# TASK DIRECTIONS
Retype the entries word for word, leaving nothing out.
[Opening RECORDS SUPPLIED section]
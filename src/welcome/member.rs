//! Member-id resolution for heuristic join signals.
//!
//! Platforms disagree on where the joining member's id lives. Resolution
//! walks a fixed alias list over the raw payload, then falls back to the
//! first mention inside the message.

use serde_json::Value;

use super::event::{Component, MessageEvent};

/// Payload keys that may carry the new member's id, in priority order.
/// Supporting another platform means appending its key here.
pub const MEMBER_ID_ALIASES: &[&str] = &["user_id", "operator_id"];

/// Resolve the joining member's id from a heuristic join message.
pub fn resolve_member_id(event: &MessageEvent) -> Option<String> {
    MEMBER_ID_ALIASES
        .iter()
        .find_map(|alias| event.raw_payload.get(*alias).and_then(id_from_value))
        .or_else(|| first_mention(&event.message_components))
}

/// Accept non-empty strings and numbers; anything else is not an id.
fn id_from_value(value: &Value) -> Option<String> {
    match value {
        Value::String(s) => {
            let s = s.trim();
            (!s.is_empty()).then(|| s.to_string())
        }
        Value::Number(n) => Some(n.to_string()),
        _ => None,
    }
}

fn first_mention(components: &[Component]) -> Option<String> {
    components.iter().find_map(|c| match c {
        Component::Mention { target } if !target.is_empty() => Some(target.clone()),
        _ => None,
    })
}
[Closing RECORDS SUPPLIED section]
# COMPLETED EXERCISE
filename src/welcome/member.rs
//! Member-id resolution for heuristic join signals.
//!
//! Platforms disagree on where the joining member's id lives. Resolution
//! walks a fixed alias list over the raw payload, then falls back to the
//! first mention inside the message.

use serde_json::Value;

use super::event::{Component, MessageEvent};

/// Payload keys that may carry the new member's id, in priority order.
/// Supporting another platform means appending its key here.
pub const MEMBER_ID_ALIASES: &[&str] = &["user_id", "operator_id"];

/// Resolve the joining member's id from a heuristic join message.
pub fn resolve_member_id(event: &MessageEvent) -> Option<String> {
    MEMBER_ID_ALIASES
        .iter()
        .find_map(|alias| event.raw_payload.get(*alias).and_then(id_from_value))
        .or_else(|| first_mention(&event.message_components))
}

/// Accept non-empty strings and numbers; anything else is not an id.
fn id_from_value(value: &Value) -> Option<String> {
    match value {
        Value::String(s) => {
            let s = s.trim();
            (!s.is_empty()).then(|| s.to_string())
        }
        Value::Number(n) => Some(n.to_string()),
        _ => None,
    }
}

fn first_mention(components: &[Component]) -> Option<String> {
    components.iter().find_map(|c| match c {
        Component::Mention { target } if !target.is_empty() => Some(target.clone()),
        _ => None,
    })
}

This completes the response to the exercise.